Why Has TV News Lagged Behind Entertainment TV?

July 15th, 2006 4:30 PM

At the beginning of each TV season, the cable and broadcast television networks trot out their new lineups for an ever-jaded and cynical bunch, the nation's TV critics. Despite their grousing about shows, Aaron Barnhart writes, tv crix realize they shouldn't be complaining because in many ways, entertainment television has never been better in this country than it is now. So why is it that news television fails to inspire much enthusiasm? My thoughts follow this excerpt from Barnhart's piece:

Here inside the Ritz-Carlton ballroom, we may be suffering from chills, bloggerhea and other work-related ailments, but we're not kidding ourselves: We know our jobs are great.

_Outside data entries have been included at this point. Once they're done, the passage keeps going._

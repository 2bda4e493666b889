//! Request DTOs with validation.
//!
//! Required strings default to empty when missing so that a missing field
//! surfaces as a field-level validation message instead of a parse error.

use std::str::FromStr;

use chrono::NaiveDate;
use serde::{Deserialize, Serialize};
use validator::{Validate, ValidateEmail, ValidationError, ValidationErrors};

use clientdesk_entity::client::{ClientChanges, DocumentType, NewAddress, NewClient, NewDocument};
use clientdesk_service::client::{ClientInput, ClientPatch};
use clientdesk_service::employee::{EmployeeInput, EmployeePatch};

/// Login request body.
#[derive(Debug, Clone, Serialize, Deserialize, Validate)]
pub struct LoginRequest {
    /// Login email.
    #[serde(default)]
    #[validate(length(min = 1, message = "The email field is required."))]
    pub email: String,
    /// Password.
    #[serde(default)]
    #[validate(length(min = 1, message = "The password field is required."))]
    pub password: String,
}

/// One address inside a client payload.
#[derive(Debug, Clone, Serialize, Deserialize, Validate)]
pub struct AddressRequest {
    /// Street line.
    #[serde(default)]
    #[validate(length(min = 1, message = "The address field is required."))]
    pub address: String,
    /// Postal code.
    pub postal_code: Option<String>,
    /// Country; the store defaults it to El Salvador.
    pub country: Option<String>,
}

impl From<AddressRequest> for NewAddress {
    fn from(req: AddressRequest) -> Self {
        Self {
            address: req.address,
            postal_code: req.postal_code,
            country: req.country,
        }
    }
}

/// One identity document inside a client payload.
#[derive(Debug, Clone, Serialize, Deserialize, Validate)]
pub struct DocumentRequest {
    /// One of `DUI`, `NIT`, `Pasaporte`, `Licencia`.
    #[serde(default)]
    #[validate(custom(function = "validate_document_type"))]
    pub document_type: String,
    /// Document number.
    #[serde(default)]
    #[validate(length(min = 1, message = "The document number field is required."))]
    pub document_number: String,
}

impl DocumentRequest {
    fn into_new_document(self) -> Option<NewDocument> {
        let document_type = DocumentType::from_str(&self.document_type).ok()?;
        Some(NewDocument {
            document_type,
            document_number: self.document_number,
        })
    }
}

fn validate_document_type(value: &str) -> Result<(), ValidationError> {
    if value.is_empty() {
        return Err(ValidationError::new("required")
            .with_message("The document type field is required.".into()));
    }
    DocumentType::from_str(value).map(|_| ()).map_err(|_| {
        ValidationError::new("document_type")
            .with_message("The selected document type is invalid.".into())
    })
}

/// Create client request.
#[derive(Debug, Clone, Serialize, Deserialize, Validate)]
pub struct CreateClientRequest {
    /// Given name.
    #[serde(default)]
    #[validate(length(min = 1, message = "The name field is required."))]
    pub name: String,
    /// Family name.
    #[serde(rename = "lastName", default)]
    #[validate(length(min = 1, message = "The lastName field is required."))]
    pub last_name: String,
    /// Contact email.
    #[serde(default)]
    #[validate(length(min = 1, message = "The email field is required."))]
    pub email: String,
    /// Contact phone.
    #[serde(default)]
    #[validate(length(min = 1, message = "The phone field is required."))]
    pub phone: String,
    /// Addresses to attach; at most four.
    #[validate(nested)]
    pub addresses: Option<Vec<AddressRequest>>,
    /// Documents to attach.
    #[validate(nested)]
    pub documents: Option<Vec<DocumentRequest>>,
}

impl CreateClientRequest {
    /// Converts a validated request into service input.
    pub fn into_input(self) -> ClientInput {
        ClientInput {
            client: NewClient {
                name: self.name,
                last_name: self.last_name,
                email: self.email,
                phone: self.phone,
            },
            addresses: self
                .addresses
                .unwrap_or_default()
                .into_iter()
                .map(NewAddress::from)
                .collect(),
            documents: self
                .documents
                .unwrap_or_default()
                .into_iter()
                .filter_map(DocumentRequest::into_new_document)
                .collect(),
        }
    }
}

/// Update client request. Absent fields are left untouched; a present
/// `addresses` or `documents` list replaces the stored one.
#[derive(Debug, Clone, Serialize, Deserialize, Validate)]
pub struct UpdateClientRequest {
    /// New given name.
    #[validate(length(min = 1, message = "The name field is required."))]
    pub name: Option<String>,
    /// New family name.
    #[serde(rename = "lastName")]
    #[validate(length(min = 1, message = "The lastName field is required."))]
    pub last_name: Option<String>,
    /// New email.
    #[validate(length(min = 1, message = "The email field is required."))]
    pub email: Option<String>,
    /// New phone.
    #[validate(length(min = 1, message = "The phone field is required."))]
    pub phone: Option<String>,
    /// Replacement addresses.
    #[validate(nested)]
    pub addresses: Option<Vec<AddressRequest>>,
    /// Replacement documents.
    #[validate(nested)]
    pub documents: Option<Vec<DocumentRequest>>,
}

impl UpdateClientRequest {
    /// Converts a validated request into a service patch.
    pub fn into_patch(self) -> ClientPatch {
        ClientPatch {
            changes: ClientChanges {
                name: self.name,
                last_name: self.last_name,
                email: self.email,
                phone: self.phone,
            },
            addresses: self
                .addresses
                .map(|list| list.into_iter().map(NewAddress::from).collect()),
            documents: self.documents.map(|list| {
                list.into_iter()
                    .filter_map(DocumentRequest::into_new_document)
                    .collect()
            }),
        }
    }
}

/// Report query string.
#[derive(Debug, Clone, Default, Serialize, Deserialize)]
pub struct ReportQuery {
    /// Restrict the report to one client.
    pub client_id: Option<i64>,
}

/// Create employee request.
#[derive(Debug, Clone, Serialize, Deserialize, Validate)]
pub struct CreateEmployeeRequest {
    /// Display name.
    #[serde(default)]
    #[validate(length(min = 1, message = "The name field is required."))]
    pub name: String,
    /// Login email.
    #[serde(default)]
    #[validate(email(message = "The email field must be a valid email address."))]
    pub email: String,
    /// Password; must match `password_confirmation`.
    #[serde(default)]
    #[validate(
        length(min = 8, message = "The password field must be at least 8 characters."),
        must_match(
            other = "password_confirmation",
            message = "The password field confirmation does not match."
        )
    )]
    pub password: String,
    /// Password repeated.
    #[serde(default)]
    pub password_confirmation: String,
    /// Job title.
    pub job_title: Option<String>,
    /// Date the employee joined.
    pub joined_at: Option<NaiveDate>,
}

impl CreateEmployeeRequest {
    /// Converts a validated request into service input.
    pub fn into_input(self) -> EmployeeInput {
        EmployeeInput {
            name: self.name,
            email: self.email,
            password: self.password,
            job_title: self.job_title,
            joined_at: self.joined_at,
        }
    }
}

/// Update employee request.
///
/// Every field is optional, so the rules only apply to the fields that are
/// present. A new password must come with a matching confirmation.
#[derive(Debug, Clone, Serialize, Deserialize)]
pub struct UpdateEmployeeRequest {
    /// New display name.
    pub name: Option<String>,
    /// New login email.
    pub email: Option<String>,
    /// New password; must match `password_confirmation`.
    pub password: Option<String>,
    /// Password repeated.
    pub password_confirmation: Option<String>,
    /// New job title.
    pub job_title: Option<String>,
    /// New join date.
    pub joined_at: Option<NaiveDate>,
}

impl Validate for UpdateEmployeeRequest {
    fn validate(&self) -> Result<(), ValidationErrors> {
        let mut errors = ValidationErrors::new();

        if self.name.as_deref().is_some_and(str::is_empty) {
            errors.add("name", invalid("length", "The name field is required."));
        }
        if let Some(email) = &self.email {
            if !email.validate_email() {
                errors.add(
                    "email",
                    invalid("email", "The email field must be a valid email address."),
                );
            }
        }
        if let Some(password) = &self.password {
            if password.chars().count() < 8 {
                errors.add(
                    "password",
                    invalid("length", "The password field must be at least 8 characters."),
                );
            }
            if self.password_confirmation.as_ref() != Some(password) {
                errors.add(
                    "password",
                    invalid("must_match", "The password field confirmation does not match."),
                );
            }
        }

        if errors.errors().is_empty() {
            Ok(())
        } else {
            Err(errors)
        }
    }
}

fn invalid(code: &'static str, message: &'static str) -> ValidationError {
    ValidationError::new(code).with_message(message.into())
}

impl UpdateEmployeeRequest {
    /// Converts a validated request into a service patch.
    pub fn into_patch(self) -> EmployeePatch {
        EmployeePatch {
            name: self.name,
            email: self.email,
            password: self.password,
            job_title: self.job_title,
            joined_at: self.joined_at,
        }
    }
}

And that's because it's a pleasure to write about TV shows that, on the whole, are now better made and better written than movies are. Every day, thousands of people walk out of the store with a home theater and soon discover the joys of staying at home as opposed to the cineplex, where their choices have dwindled thanks to the divide-and-conquer demographic madness that has gripped Hollywood. (If only the Caribbean pirates would wear Prada, as my friend Gary Dretzka recently joked.)

Prime time television is more entertaining, more satisfying and -- as Stephen Johnson convincingly argued in his book Everything Bad Is Good For You -- more challenging than it has ever been. We're living in a golden age for TV entertainment.

So why is it that the situation for TV news is trending in exactly the opposite direction? Why is it more insipid, sensational and facile than ever? Why are Americans who rely on television as their main source of information less informed than ever? [...]

As a critic, the failure of TV news appears to have the same two handmaidens as the success of TV entertainment. Technology has not improved the scope or span of the average American news consumer's diet. This chapter is not fully written, of course, because video on the Web is still in its relative infancy, and once it matures we may, in fact, see the convergence that Wall Street bet on disastrously in the late 1990s.

Mostly, though, the arrival of cheap digital equipment has not been reflected in wider, or deeper, news content, because the industry still insists on measuring itself by the ratings system that was created for the entertainment side of media. In his essential book News Is People, Craig Allen, a professor at Arizona State's journalism school, persuasively showed that when the government put pressure on local stations in the early 1960s to prove their "community service," it effectively wedded newsrooms to Nielsens. And that put local TV on the road to what we have today: highly profitable, if often un-illuminating, electronic journalism which the big networks, and later cable news, imitated.

And the failure has been imaginative as well. In network entertainment today we have the one-hour procedural, the action serial, and the reality show. None of these forms existed in any meaningful way 10 years ago. Now they dominate the prime time schedule. And yet, news still continues to be expressed through the same shopworn genres -- the magazine, the nightly news, the chatty cable channel -- that have been around for a generation or longer. No wonder people under 40 prefer "The Daily Show."

There's a lot to Barnhart's diagnosis. In terms of its format, there's nothing new about television news. As things are currently, there's too much of a focus on sensationalism and shouting on TV news.

What we need instead is a focus on providing important news in a manner that's entertaining and informative. That has been done with talk radio it can be done with television. Here, I think "Daily" can be instructive, not for being suffused with liberal bias or poor research, but for its more conversational, less patronizing approach to the audience. It is, offensive as "Daily's" left-wing host Jon Stewart would find it, Fox News 2.0.

Before Fox, TV news was even worse than it is today. Things are much better without the likes of arrogant, snooty blowhards like Ed Murrow, Ted Koppel or Eric Engberg who talked down to the audience. Since FNC's success, things have loosened up in TVland but there's still a long way to go before we can have news shows that are both intelligent and entertaining.